» **EXERCISE PROMPT**
Each line holding the word "CHECK" must appear in the answer, copied from the entries.

[Stored data]
----------
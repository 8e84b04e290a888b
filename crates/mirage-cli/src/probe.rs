//! # mirage probe
//!
//! Builds a layer over the host platform with the loaded policy and reports,
//! per query, what the machine answers and what a guest would observe.

use anyhow::{Context, Result};
use clap::Args;
use console::{style, Emoji};
use mirage_config::Policy;
use mirage_inception_layer::platform::{
    ClockApi, CommandLineApi, LocaleApi, PowerApi, RawHandle, VolumeApi,
};
use mirage_inception_layer::syscalls::volume::format_serial;
use mirage_inception_layer::{Capability, HostPlatform, InceptionLayer, LayerStatus, Symbol};
use serde::Serialize;
use std::fs::File;
use std::path::PathBuf;
use std::sync::Arc;

static CHECK: Emoji<'_, '_> = Emoji("✔ ", "[on] ");
static DOT: Emoji<'_, '_> = Emoji("● ", "[-] ");

#[derive(Args)]
pub struct ProbeArgs {
    /// File or directory whose volume serial is queried
    #[arg(long, default_value = ".")]
    volume: PathBuf,

    /// Emit a JSON report on stdout
    #[arg(long)]
    json: bool,
}

#[derive(Serialize)]
struct Reading {
    symbol: &'static str,
    hooked: bool,
    real: String,
    observed: String,
}

#[derive(Serialize)]
struct Report {
    status: LayerStatus,
    readings: Vec<Reading>,
}

fn show<T: ToString>(value: Option<T>) -> String {
    value.map_or_else(|| "-".to_string(), |v| v.to_string())
}

fn reading(layer: &InceptionLayer, symbol: Symbol, real: String, observed: String) -> Reading {
    Reading {
        symbol: symbol.name(),
        hooked: layer.is_hooked(symbol),
        real,
        observed,
    }
}

#[cfg(unix)]
fn raw_handle(file: &File) -> Option<RawHandle> {
    use std::os::unix::io::AsRawFd;
    RawHandle::try_from(file.as_raw_fd()).ok()
}

#[cfg(not(unix))]
fn raw_handle(_file: &File) -> Option<RawHandle> {
    None
}

fn collect(layer: &InceptionLayer, volume: Option<RawHandle>) -> Vec<Reading> {
    let real = layer.real();
    let mut readings = vec![
        reading(
            layer,
            Symbol::GetTickCount64,
            real.tick_count64().to_string(),
            layer.tick_count64().to_string(),
        ),
        reading(
            layer,
            Symbol::QueryPerformanceCounter,
            show(real.performance_counter()),
            show(layer.performance_counter()),
        ),
        reading(
            layer,
            Symbol::GetUserDefaultLCID,
            format!("0x{:04X}", real.user_default_lcid()),
            format!("0x{:04X}", layer.user_default_lcid()),
        ),
        reading(
            layer,
            Symbol::GetUserDefaultLocaleName,
            show(real.user_default_locale_name()),
            show(layer.user_default_locale_name()),
        ),
        reading(
            layer,
            Symbol::GetUserDefaultGeoName,
            show(real.user_default_geo_name()),
            show(layer.user_default_geo_name()),
        ),
        reading(
            layer,
            Symbol::GetCommandLineW,
            String::from_utf16_lossy(&real.command_line_wide()),
            String::from_utf16_lossy(&layer.command_line_wide()),
        ),
        reading(
            layer,
            Symbol::SetThreadExecutionState,
            describe(real.set_thread_execution_state(0)),
            describe(layer.set_thread_execution_state(0)),
        ),
    ];

    if let Some(handle) = volume {
        let serial = |api: &dyn VolumeApi| {
            api.volume_information(handle)
                .map(|info| format_serial(info.serial_number))
                .unwrap_or_else(|e| e.to_string())
        };
        readings.push(reading(
            layer,
            Symbol::GetVolumeInformationByHandleW,
            serial(real as &dyn VolumeApi),
            serial(layer as &dyn VolumeApi),
        ));
    }
    readings
}

fn describe<E: std::fmt::Display>(result: Result<u32, E>) -> String {
    match result {
        Ok(previous) => format!("ok (0x{previous:08X})"),
        Err(e) => e.to_string(),
    }
}

pub fn cmd_probe(policy: Policy, args: &ProbeArgs) -> Result<()> {
    let layer = InceptionLayer::init(Arc::new(HostPlatform::new()), Arc::new(policy));
    let file = File::open(&args.volume)
        .with_context(|| format!("failed to open {}", args.volume.display()))?;
    let readings = collect(&layer, raw_handle(&file));

    if args.json {
        let report = Report {
            status: layer.status(),
            readings,
        };
        println!("{}", serde_json::to_string_pretty(&report)?);
        return Ok(());
    }

    println!();
    println!("{}", style("Mirage Probe").bold().cyan());
    println!("{}", style("─".repeat(40)).dim());

    println!();
    println!("{}", style("Capabilities").bold());
    for &capability in Capability::ALL {
        let name = format!("{capability:?} ({})", capability.policy_key());
        if layer.is_active(capability) {
            println!("  {} {}", CHECK, style(name).green());
        } else {
            println!("  {} {}", DOT, style(name).dim());
        }
    }

    println!();
    println!("{}", style("Readings").bold());
    for r in &readings {
        let marker = if r.hooked {
            style("hooked").green().to_string()
        } else {
            style("real").dim().to_string()
        };
        println!("  {} [{}]", style(format!("{:<30}", r.symbol)).cyan(), marker);
        println!("      real:     {}", r.real);
        println!("      observed: {}", r.observed);
    }
    println!();
    Ok(())
}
----------
» **OUTPUT**
static CHECK: Emoji<'_, '_> = Emoji("✔ ", "[on] ");
            println!("  {} {}", CHECK, style(name).green());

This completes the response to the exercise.